### What the task asks
Using the data below, gather each line that includes the word "transaction".
(Data for the task Opens)
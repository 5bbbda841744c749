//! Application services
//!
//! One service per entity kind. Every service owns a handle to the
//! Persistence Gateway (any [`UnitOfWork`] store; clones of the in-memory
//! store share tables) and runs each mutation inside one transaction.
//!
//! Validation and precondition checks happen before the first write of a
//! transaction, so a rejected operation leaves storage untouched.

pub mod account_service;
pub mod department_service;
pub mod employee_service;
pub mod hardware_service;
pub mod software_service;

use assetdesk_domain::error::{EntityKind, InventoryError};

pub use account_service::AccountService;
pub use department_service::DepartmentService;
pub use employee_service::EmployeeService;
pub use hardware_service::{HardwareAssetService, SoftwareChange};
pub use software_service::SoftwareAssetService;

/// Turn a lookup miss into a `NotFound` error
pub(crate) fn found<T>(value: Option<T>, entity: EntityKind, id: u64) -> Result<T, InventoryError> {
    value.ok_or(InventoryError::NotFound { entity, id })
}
(Data for the task Closes)
### Reply
//! store share tables) and runs each mutation inside one transaction.
//! transaction, so a rejected operation leaves storage untouched.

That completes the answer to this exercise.